With his draft picks not working out, Bears GM Ryan Pace looking to free-agent veterans to save him
Pace’s young guys, the ones he drafted, have turned out to be duds at an alarming, uh, pace.
Go old, young man.
Maybe that’s the advice Bears general manager Ryan Pace (age 43) got from top brass, meaning someone in the McCaskey hierarchy. Maybe he got it from principal owner Virginia McCaskey (age 97) herself.
Pace’s young guys, the ones he drafted, have turned out to be duds at an alarming, uh, pace. So the obvious cover is to go after fellows such as 33-year-old tight end Jimmy Graham — who agreed to terms Monday and was Hall of Fame-great in, let’s see, 2014 — and pray the oldsters fill in the blanks.
The shift also would include veteran defensive end Robert Quinn, 29, who comes in from the Cowboys as outside linebacker Leonard Floyd, 27, goes out.
Floyd, you’ll recall, was Pace’s first-round pick (No. 9 overall) in the 2016 draft. Critics worried back then that Floyd was too slender for his position (6-6, 240 pounds) and that he might never be a star pass rusher if he didn’t bulk up naturally.
The 2016 combine critique actually said this: ‘‘All thin everything. . . . Built like a wide receiver and needs to live in a team cafeteria and weight room.’’
Apparently, Floyd didn’t live in either of those places enough because his sack totals in four seasons with the Bears went down like a slide: seven, 4.5, four, three.
And at tight end?
In the second round of the 2017 draft, Pace selected Adam Shaheen out of unheard-of Division II Ashland (Ohio) College. There, he had lit up lesser foes to the tune of 129 receptions for 1,755 yards and 26 touchdowns.
He was called the ‘‘Most Mysterious Man’’ in the draft by one news outlet because he had entered college as a 205-pound basketball player at one school and came out as a 278-pound football player at another.
Pace seems to like mystery guys, reaches who might prove his genius mainly because he snatched them with everybody else watching in awe.

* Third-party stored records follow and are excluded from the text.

//! The staged rule compiler.
//!
//! Drives the full pipeline: inventory validation (Loading), per-host
//! variable resolution (Resolving), template rendering (Rendering),
//! output-schema checks (Validating), and document assembly (Assembled).
//!
//! The per-host stages run on a rayon worker pool bounded by available
//! cores. Inputs are immutable shared snapshots; each worker produces its
//! own results, collected in input order so output stays deterministic
//! despite concurrent execution.

use std::mem;

use rayon::prelude::*;
use tracing::{debug, info};

use alertbook_core::{CompileError, CompileOptions, GroupBy, Result};
use alertbook_inventory::{resolve, Inventory, InventoryDoc, VariableSet};

use crate::output::OutputDocument;
use crate::render;
use crate::schema::{AlertRule, RuleGroup, RuleTemplate};
use crate::validate;

// ── Compiler state machine ──────────────────────────────────────────

/// Lifecycle of one compile run. `Failed` is terminal and reachable from
/// any state on an unrecoverable structural error.
#[derive(Debug, Clone, Copy, PartialEq, Eq)]
pub enum CompilerState {
    Initialized,
    Loading,
    Resolving,
    Rendering,
    Validating,
    Assembled,
    Failed,
}

// ── Intermediate pipeline types ─────────────────────────────────────

/// One host after the Resolving stage: its ancestor order and effective
/// variable set, computed once per run.
struct ResolvedHost {
    id: String,
    ancestors: Vec<String>,
    vars: VariableSet,
}

/// One successfully rendered (host, template) pair.
struct RenderedGroup {
    host: String,
    template: String,
    rules: Vec<AlertRule>,
}

// ── Compiler ────────────────────────────────────────────────────────

/// Compiles an inventory plus a template set into output documents.
pub struct Compiler {
    doc: InventoryDoc,
    templates: Vec<RuleTemplate>,
    options: CompileOptions,
    state: CompilerState,
}

/// Result of a compile run: the assembled documents plus every collected
/// per-target error. An empty `issues` list means the run is clean.
#[derive(Debug)]
pub struct Compilation {
    pub documents: Vec<OutputDocument>,
    pub issues: Vec<CompileError>,
}

impl Compiler {
    pub fn new(doc: InventoryDoc, templates: Vec<RuleTemplate>, options: CompileOptions) -> Self {
        Self {
            doc,
            templates,
            options,
            state: CompilerState::Initialized,
        }
    }

    pub fn state(&self) -> CompilerState {
        self.state
    }

    /// Run the full pipeline.
    ///
    /// Structural errors (bad inventory) return `Err` and leave the
    /// compiler in `Failed`; per-target errors are collected into
    /// [`Compilation::issues`] without stopping unrelated pairs.
    pub fn compile(&mut self) -> Result<Compilation> {
        match self.run() {
            Ok(compilation) => {
                self.state = CompilerState::Assembled;
                Ok(compilation)
            }
            Err(e) => {
                self.state = CompilerState::Failed;
                Err(e)
            }
        }
    }

    fn run(&mut self) -> Result<Compilation> {
        let mut issues = Vec::new();

        // Loading: validate the inventory (fatal on cycle / bad reference)
        // and syntax-check every template once up front. A template with a
        // malformed directive is reported a single time and dropped from
        // the working set; it must not fail once per host.
        self.state = CompilerState::Loading;
        let inventory = Inventory::from_doc(mem::take(&mut self.doc))?;
        let templates: Vec<RuleTemplate> = mem::take(&mut self.templates)
            .into_iter()
            .filter_map(|template| match render::check_syntax(&template) {
                Ok(()) => Some(template),
                Err(e) => {
                    issues.push(e);
                    None
                }
            })
            .collect();

        let pool = rayon::ThreadPoolBuilder::new()
            .build()
            .map_err(|e| CompileError::Other(format!("failed to build worker pool: {}", e)))?;

        // Resolving: ancestor order + variable set, once per host.
        self.state = CompilerState::Resolving;
        let hosts: Vec<_> = inventory.hosts().collect();
        let resolved: Vec<ResolvedHost> = pool.install(|| {
            hosts
                .par_iter()
                .map(|&host| ResolvedHost {
                    id: host.id.clone(),
                    ancestors: inventory.ancestor_groups(host),
                    vars: resolve(&inventory, host, &self.options),
                })
                .collect()
        });
        debug!(hosts = resolved.len(), templates = templates.len(), "resolved variable sets");

        // Rendering: every matching (host, template) pair, in host-then-
        // template declaration order. Parallel map; ordered collect.
        self.state = CompilerState::Rendering;
        let pairs: Vec<(&ResolvedHost, &RuleTemplate)> = resolved
            .iter()
            .flat_map(|host| {
                templates
                    .iter()
                    .filter(|t| t.applies_to(&host.id, &host.ancestors))
                    .map(move |t| (host, t))
            })
            .collect();
        let outcomes: Vec<Result<RenderedGroup>> = pool.install(|| {
            pairs
                .par_iter()
                .map(|&(host, template)| {
                    render::render(template, &host.vars, &host.id).map(|rules| RenderedGroup {
                        host: host.id.clone(),
                        template: template.name.clone(),
                        rules,
                    })
                })
                .collect()
        });

        let mut groups = Vec::new();
        for outcome in outcomes {
            match outcome {
                Ok(group) => groups.push(group),
                Err(e) if e.is_fatal() => return Err(e),
                Err(e) => issues.push(e),
            }
        }

        // Validating: output-schema checks per rendered group. Groups with
        // violations are excluded from output; their errors are collected.
        self.state = CompilerState::Validating;
        let verdicts: Vec<Vec<CompileError>> = pool.install(|| {
            groups
                .par_iter()
                .map(|group| validate::validate_rules(&group.rules, &group.host, &group.template))
                .collect()
        });
        let mut valid_groups = Vec::new();
        for (group, errors) in groups.into_iter().zip(verdicts) {
            if errors.is_empty() {
                valid_groups.push(group);
            } else {
                issues.extend(errors);
            }
        }

        let documents = assemble(valid_groups, self.options.group_by);
        info!(
            documents = documents.len(),
            issues = issues.len(),
            "compilation assembled"
        );

        Ok(Compilation { documents, issues })
    }
}

// ── Assembly ────────────────────────────────────────────────────────

/// Bundle rendered groups into output documents.
///
/// Input arrives in host-then-template declaration order and that order
/// is preserved. Hosts with no valid groups produce no document.
fn assemble(groups: Vec<RenderedGroup>, group_by: GroupBy) -> Vec<OutputDocument> {
    match group_by {
        GroupBy::Host => {
            let mut documents: Vec<OutputDocument> = Vec::new();
            for group in groups {
                let rule_group = RuleGroup {
                    name: group.template,
                    rules: group.rules,
                };
                match documents.last_mut() {
                    Some(doc) if doc.name == group.host => doc.groups.push(rule_group),
                    _ => documents.push(OutputDocument {
                        name: group.host,
                        groups: vec![rule_group],
                    }),
                }
            }
            documents
        }
        GroupBy::Single => {
            if groups.is_empty() {
                return Vec::new();
            }
            let merged = groups
                .into_iter()
                .map(|group| RuleGroup {
                    // Group names must stay unique across the merged file.
                    name: format!("{}-{}", group.host, group.template),
                    rules: group.rules,
                })
                .collect();
            vec![OutputDocument {
                name: "all".to_string(),
                groups: merged,
            }]
        }
    }
}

And Shaheen’s production in three seasons with the Bears? A total of 26 catches for 249 yards and four touchdowns. Last fall, he caught nine passes for no touchdowns.
The word ‘‘dud’’ comes to mind. So welcome, Jimmy Graham, who can catch nine passes while dreaming in a hot tub, no matter how old he is.
But none of this touches on the real elephant in the room, regardless of age, and that would be quarterback Mitch Trubisky, who is only 25.
Through no fault of his own, Trubisky was taken as the second player overall in the 2017 draft, a lofty position Pace had traded up to get to fool everyone else and take a quarterback who, though somewhat talented, had started only 13 college games. (And he won only eight of those.)
But let me restate what I said earlier. It’s possible Trubisky, a clear draft mistake, was a bit responsible for his high spot because he came out a year early to capitalize on what was perceived to be a down year for quarterback prospects. He clearly fooled Pace, who could have taken Patrick Mahomes or Deshaun Watson with a later pick.
But, really, looking at it fairly, the mistake is on Pace. You want to make a sly killing, and the three-card monte dealer you’re gambling with fakes you out through sleight-of-hand and steals your cash.
Oops. Better learn, pal.
So the needy Bears must do something at quarterback because they have a defense that is solid (but might not be for long) and the time to win big with a decent offense is now.
Which brings us to aging quarterbacks. They’re all around, and the Bears have to pick one.
Tom Brady, who is a spry and handsome 42, apparently will end up with the Buccaneers after leaving the Patriots.
Nick Foles, 31, and Andy Dalton, 32, are floating about, and a lot of folks think Dalton and his flaming red top will be the Bears’ goal.
Cam Newton, 30 and wounded, is a free agent, too.
OK, fine. But think about it: Do great quarterbacks — in their prime — ever hit the open market? Why would they? Dalton started 13 games for the Bengals last season and went 2-11.
So you take old guys either by paying a lot of money or by getting battered goods with all their best performances behind them.
What this says is: Guess we screwed up on youth.